## Goal of the exercise
Filter the records, keeping every line that has the string "EventBroadcaster".

------ Listed records ------

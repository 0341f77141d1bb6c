//! Fan-out of events to live subscribers.

use futures::stream::{self, Stream};
use tokio::sync::broadcast::{self, error::RecvError, error::TryRecvError};

use super::Event;
use crate::metrics::{EVENTS_PUBLISHED, SUBSCRIBER_LAGGED};

/// Broadcaster for engine events backed by a tokio broadcast channel.
///
/// Each subscriber reads from a bounded ring of `capacity` events. A
/// subscriber that falls behind loses the oldest events and is told how many
/// it missed; publishing never waits on a subscriber. Subscribers only see
/// events published after they subscribed.
#[derive(Debug, Clone)]
pub struct EventBroadcaster {
    sender: broadcast::Sender<Event>,
}

impl EventBroadcaster {
    /// Create a new broadcaster with the given per-subscriber capacity.
    pub fn new(capacity: usize) -> Self {
        let (sender, _) = broadcast::channel(capacity.max(1));
        Self { sender }
    }

    /// Publish an event to every current subscriber.
    ///
    /// Returns the number of subscribers that will see it.
    pub fn publish(&self, event: Event) -> usize {
        EVENTS_PUBLISHED.inc();
        // An error only means no one is listening
        self.sender.send(event).unwrap_or(0)
    }

    pub fn subscribe(&self) -> EventSubscription {
        EventSubscription {
            rx: self.sender.subscribe(),
            skipped: 0,
        }
    }

    pub fn subscriber_count(&self) -> usize {
        self.sender.receiver_count()
    }
}

impl Default for EventBroadcaster {
    fn default() -> Self {
        Self::new(256)
    }
}

/// One item read from a subscription.
#[derive(Debug, Clone, PartialEq)]
pub enum Received {
    Event(Event),
    /// The subscriber fell behind and this many events were dropped.
    Lagged(u64),
}

/// A single subscriber's view of the event stream.
#[derive(Debug)]
pub struct EventSubscription {
    rx: broadcast::Receiver<Event>,
    skipped: u64,
}

impl EventSubscription {
    /// Wait for the next item. `None` once the broadcaster is gone.
    pub async fn recv(&mut self) -> Option<Received> {
        match self.rx.recv().await {
            Ok(event) => Some(Received::Event(event)),
            Err(RecvError::Lagged(n)) => Some(self.lagged(n)),
            Err(RecvError::Closed) => None,
        }
    }

    /// Wait for the next event, skipping over lag notices.
    pub async fn next_event(&mut self) -> Option<Event> {
        loop {
            match self.recv().await? {
                Received::Event(event) => return Some(event),
                Received::Lagged(_) => continue,
            }
        }
    }

    /// Non-blocking read of an already buffered event.
    pub fn try_next_event(&mut self) -> Option<Event> {
        loop {
            match self.rx.try_recv() {
                Ok(event) => return Some(event),
                Err(TryRecvError::Lagged(n)) => {
                    self.lagged(n);
                }
                Err(TryRecvError::Empty) | Err(TryRecvError::Closed) => return None,
            }
        }
    }

    /// Total events this subscriber has lost to lag.
    pub fn skipped(&self) -> u64 {
        self.skipped
    }

    /// Adapt into a `Stream` of events, lag notices dropped.
    pub fn into_stream(self) -> impl Stream<Item = Event> {
        stream::unfold(self, |mut sub| async move {
            let event = sub.next_event().await?;
            Some((event, sub))
        })
    }

    fn lagged(&mut self, n: u64) -> Received {
        tracing::warn!(skipped = n, "Event subscriber lagged, dropping oldest events");
        SUBSCRIBER_LAGGED.inc_by(n);
        self.skipped += n;
        Received::Lagged(n)
    }
}

#[cfg(test)]
mod tests {
    use futures::StreamExt;

    use super::*;
    use crate::batch::BatchId;
    use crate::events::{EventKind, EventLevel};

    fn log_event(batch_id: BatchId, message: &str) -> Event {
        Event::new(batch_id, EventLevel::Info, EventKind::Log, message)
    }

    #[tokio::test]
    async fn test_identical_events_are_not_deduplicated() {
        let broadcaster = EventBroadcaster::new(16);
        let mut sub = broadcaster.subscribe();
        let batch_id = BatchId::new();
        let event = log_event(batch_id, "same");

        broadcaster.publish(event.clone());
        broadcaster.publish(event.clone());

        assert_eq!(sub.next_event().await, Some(event.clone()));
        assert_eq!(sub.next_event().await, Some(event));
        assert!(sub.try_next_event().is_none());
    }

    #[tokio::test]
    async fn test_late_subscriber_gets_no_replay() {
        let broadcaster = EventBroadcaster::new(16);
        let batch_id = BatchId::new();
        for i in 0..10 {
            broadcaster.publish(log_event(batch_id, &format!("event {}", i)));
        }

        let mut late = broadcaster.subscribe();
        assert!(late.try_next_event().is_none());

        broadcaster.publish(log_event(batch_id, "fresh"));
        let event = late.next_event().await.unwrap();
        assert_eq!(event.message, "fresh");
    }

    #[tokio::test]
    async fn test_slow_subscriber_drops_oldest() {
        let broadcaster = EventBroadcaster::new(4);
        let mut slow = broadcaster.subscribe();
        let batch_id = BatchId::new();

        for i in 0..10 {
            broadcaster.publish(log_event(batch_id, &format!("event {}", i)));
        }

        match slow.recv().await {
            Some(Received::Lagged(n)) => assert_eq!(n, 6),
            other => panic!("expected lag notice, got {:?}", other),
        }
        assert_eq!(slow.skipped(), 6);

        let first = slow.next_event().await.unwrap();
        assert_eq!(first.message, "event 6");
    }

    #[tokio::test]
    async fn test_publish_without_subscribers_does_not_block() {
        let broadcaster = EventBroadcaster::new(2);
        for i in 0..100 {
            assert_eq!(broadcaster.publish(log_event(BatchId::new(), &i.to_string())), 0);
        }
        assert_eq!(broadcaster.subscriber_count(), 0);
    }

    #[tokio::test]
    async fn test_multiple_subscribers_each_receive_in_order() {
        let broadcaster = EventBroadcaster::new(16);
        let a = broadcaster.subscribe();
        let b = broadcaster.subscribe();
        let batch_id = BatchId::new();

        for i in 0..3 {
            broadcaster.publish(log_event(batch_id, &i.to_string()));
        }
        drop(broadcaster);

        let a: Vec<String> = a.into_stream().map(|e| e.message).collect().await;
        let b: Vec<String> = b.into_stream().map(|e| e.message).collect().await;
        assert_eq!(a, vec!["0", "1", "2"]);
        assert_eq!(a, b);
    }
}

------

## Solution below
pub struct EventBroadcaster {
impl EventBroadcaster {
impl Default for EventBroadcaster {
        let broadcaster = EventBroadcaster::new(16);
        let broadcaster = EventBroadcaster::new(16);
        let broadcaster = EventBroadcaster::new(4);
        let broadcaster = EventBroadcaster::new(2);
        let broadcaster = EventBroadcaster::new(16);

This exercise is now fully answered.